■ Extracted records:

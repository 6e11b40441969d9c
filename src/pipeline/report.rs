//! Patient-level report synthesis.
//!
//! One structured prompt over all of a patient's study summaries yields a
//! findings / impression / next-steps report whose clinical statements carry
//! inline citation tokens. The citation map is derived from those tokens
//! after parsing, never authored by the model.

use std::sync::Arc;

use serde::{Deserialize, Serialize};

use crate::models::report::CitationMap;
use crate::models::{Patient, ReportPayload, Study};
use crate::pipeline::citations;
use crate::pipeline::inference::{ProviderError, RetryPolicy, TextInference};
use crate::pipeline::{parse, prompts};

#[derive(Debug, thiserror::Error)]
pub enum ReportError {
    #[error("Provider error: {0}")]
    Provider(#[from] ProviderError),

    #[error("Failed to encode report data: {0}")]
    Encode(#[from] serde_json::Error),

    #[error("Report response was not usable: {0}")]
    UnparseableReport(String),
}

/// The prompt's data block, serialized verbatim into the request.
#[derive(Serialize)]
struct ReportData<'a> {
    patient_demo: PatientDemo<'a>,
    studies: Vec<StudyEntry<'a>>,
    requested_schema: RequestedSchema,
}

#[derive(Serialize)]
struct PatientDemo<'a> {
    name: &'a str,
    age: i64,
    sex: &'a str,
    reason: &'a str,
}

#[derive(Serialize)]
struct StudyEntry<'a> {
    id: String,
    title: &'a str,
    date: String,
    summary: &'a str,
}

/// Field-by-field description of the expected output, mirrored by
/// [`RawReport`] on the way back in.
#[derive(Serialize)]
struct RequestedSchema {
    findings: &'static str,
    impression: &'static str,
    next_steps: &'static str,
    #[serde(skip_serializing_if = "Option::is_none")]
    icd10_codes: Option<&'static str>,
    #[serde(skip_serializing_if = "Option::is_none")]
    snomed_codes: Option<&'static str>,
}

impl RequestedSchema {
    fn new(include_codes: bool) -> Self {
        Self {
            findings: "Detailed description of all relevant findings across all studies, \
                       noting any changes over time",
            impression: "Concise summary of the most important findings and their clinical \
                         significance",
            next_steps: "Recommended follow-up actions, additional imaging, or clinical \
                         interventions",
            icd10_codes: include_codes.then_some("Array of relevant ICD-10 diagnosis codes"),
            snomed_codes: include_codes.then_some("Array of relevant SNOMED CT codes"),
        }
    }
}

/// Model output before validation. Everything optional so a missing field
/// is our decision to reject, not a serde error with a cryptic message.
#[derive(Deserialize)]
struct RawReport {
    findings: Option<String>,
    impression: Option<String>,
    next_steps: Option<String>,
    #[serde(default)]
    icd10_codes: Option<Vec<String>>,
    #[serde(default)]
    snomed_codes: Option<Vec<String>>,
}

pub struct ReportSynthesizer {
    text: Arc<dyn TextInference>,
    retry: RetryPolicy,
}

impl ReportSynthesizer {
    pub fn new(text: Arc<dyn TextInference>, retry: RetryPolicy) -> Self {
        Self { text, retry }
    }

    /// Synthesize a holistic report over the patient's studies.
    ///
    /// Studies are presented chronologically regardless of input order. The
    /// returned payload carries the citation map derived from the generated
    /// text; unknown cited ids are logged but kept so the map always matches
    /// the text.
    pub async fn synthesize(
        &self,
        patient: &Patient,
        studies: &[Study],
        include_codes: bool,
    ) -> Result<ReportPayload, ReportError> {
        let mut ordered: Vec<&Study> = studies.iter().collect();
        ordered.sort_by_key(|s| s.imaging_datetime);

        let study_ids: Vec<String> = ordered.iter().map(|s| s.id.to_string()).collect();
        let data = ReportData {
            patient_demo: PatientDemo {
                name: &patient.name,
                age: patient.age,
                sex: &patient.sex,
                reason: patient
                    .reason_for_imaging
                    .as_deref()
                    .unwrap_or("Not specified"),
            },
            studies: ordered
                .iter()
                .map(|study| StudyEntry {
                    id: study.id.to_string(),
                    title: &study.title,
                    date: study.imaging_datetime.to_rfc3339(),
                    summary: &study.series_summary,
                })
                .collect(),
            requested_schema: RequestedSchema::new(include_codes),
        };
        let data_json = serde_json::to_string_pretty(&data)?;

        let prompt = prompts::report_prompt(&data_json, &study_ids);
        let response = self
            .retry
            .run("report_synthesis", || self.text.generate(&prompt))
            .await?;
        tracing::info!(
            patient_id = %patient.id,
            studies = study_ids.len(),
            include_codes,
            "Report generated"
        );

        let mut payload = parse_report(&response, include_codes)?;
        payload.citations = citations::build_citation_map(&[
            &payload.findings,
            &payload.impression,
            &payload.next_steps,
        ]);
        citations::warn_unknown_citations(&payload.citations, &study_ids);
        Ok(payload)
    }
}

fn parse_report(response: &str, include_codes: bool) -> Result<ReportPayload, ReportError> {
    let json = parse::extract_json_object(response)
        .ok_or_else(|| ReportError::UnparseableReport("no JSON object in response".into()))?;
    let raw: RawReport = serde_json::from_str(&json)
        .map_err(|e| ReportError::UnparseableReport(e.to_string()))?;

    Ok(ReportPayload {
        findings: mandatory(raw.findings, "findings")?,
        impression: mandatory(raw.impression, "impression")?,
        next_steps: mandatory(raw.next_steps, "next_steps")?,
        icd10_codes: include_codes.then(|| raw.icd10_codes.unwrap_or_default()),
        snomed_codes: include_codes.then(|| raw.snomed_codes.unwrap_or_default()),
        citations: CitationMap::new(),
    })
}

fn mandatory(field: Option<String>, name: &str) -> Result<String, ReportError> {
    match field {
        Some(value) if !value.trim().is_empty() => Ok(value),
        _ => Err(ReportError::UnparseableReport(format!(
            "missing mandatory field: {name}"
        ))),
    }
}
//! Task registry: run activities by name, containing their failures.

use std::sync::Arc;

use async_trait::async_trait;
use tracing::{debug, info, warn};

/// A unit of work dispatched by name.
#[async_trait]
pub trait Activity: Send + Sync {
    async fn run(&self) -> anyhow::Result<()>;
}

/// What `execute` observed. Drivers ignore it; it exists for logging and tests.
#[derive(Debug, Clone, Copy, PartialEq, Eq)]
pub enum Outcome {
    Completed,
    Failed,
    Panicked,
    Unknown,
}

struct Entry {
    name: String,
    activity: Arc<dyn Activity>,
    /// Whether the random driver may pick it.
    in_rotation: bool,
}

/// Fixed table of task name to activity, in registration order.
#[derive(Default)]
pub struct TaskRegistry {
    entries: Vec<Entry>,
}

impl TaskRegistry {
    pub fn new() -> Self {
        Self::default()
    }

    /// Add or replace `name`.
    pub fn register(&mut self, name: impl Into<String>, activity: Arc<dyn Activity>, in_rotation: bool) {
        let name = name.into();
        self.entries.retain(|e| e.name != name);
        self.entries.push(Entry {
            name,
            activity,
            in_rotation,
        });
    }

    pub fn contains(&self, name: &str) -> bool {
        self.entries.iter().any(|e| e.name == name)
    }

    /// Names the random driver chooses from.
    pub fn rotation(&self) -> Vec<String> {
        self.entries
            .iter()
            .filter(|e| e.in_rotation)
            .map(|e| e.name.clone())
            .collect()
    }

    /// Run `name` to completion. Unknown names are a no-op. Errors and panics inside
    /// the activity stop here; the caller always gets control back.
    pub async fn execute(&self, name: &str) -> Outcome {
        let Some(activity) = self
            .entries
            .iter()
            .find(|e| e.name == name)
            .map(|e| e.activity.clone())
        else {
            debug!(task = name, "no such task; ignoring");
            return Outcome::Unknown;
        };
        info!(task = name, "running activity");
        match tokio::spawn(async move { activity.run().await }).await {
            Ok(Ok(())) => {
                debug!(task = name, "activity finished");
                Outcome::Completed
            }
            Ok(Err(e)) => {
                warn!(task = name, error = format!("{e:#}"), "activity failed");
                Outcome::Failed
            }
            Err(e) => {
                warn!(task = name, error = %e, "activity panicked");
                Outcome::Panicked
            }
        }
    }
}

■ Problem description: From the records above, print only the lines between the one holding "#[derive(Debug, Clone, Copy, PartialEq, Eq)]" and the one holding "and panics inside", inclusive, exactly as they stand.

■ Finished exercise:
#[derive(Debug, Clone, Copy, PartialEq, Eq)]
pub enum Outcome {
    Completed,
    Failed,
    Panicked,
    Unknown,
}

struct Entry {
    name: String,
    activity: Arc<dyn Activity>,
    /// Whether the random driver may pick it.
    in_rotation: bool,
}

/// Fixed table of task name to activity, in registration order.
#[derive(Default)]
pub struct TaskRegistry {
    entries: Vec<Entry>,
}

impl TaskRegistry {
    pub fn new() -> Self {
        Self::default()
    }

    /// Add or replace `name`.
    pub fn register(&mut self, name: impl Into<String>, activity: Arc<dyn Activity>, in_rotation: bool) {
        let name = name.into();
        self.entries.retain(|e| e.name != name);
        self.entries.push(Entry {
            name,
            activity,
            in_rotation,
        });
    }

    pub fn contains(&self, name: &str) -> bool {
        self.entries.iter().any(|e| e.name == name)
    }

    /// Names the random driver chooses from.
    pub fn rotation(&self) -> Vec<String> {
        self.entries
            .iter()
            .filter(|e| e.in_rotation)
            .map(|e| e.name.clone())
            .collect()
    }

    /// Run `name` to completion. Unknown names are a no-op. Errors and panics inside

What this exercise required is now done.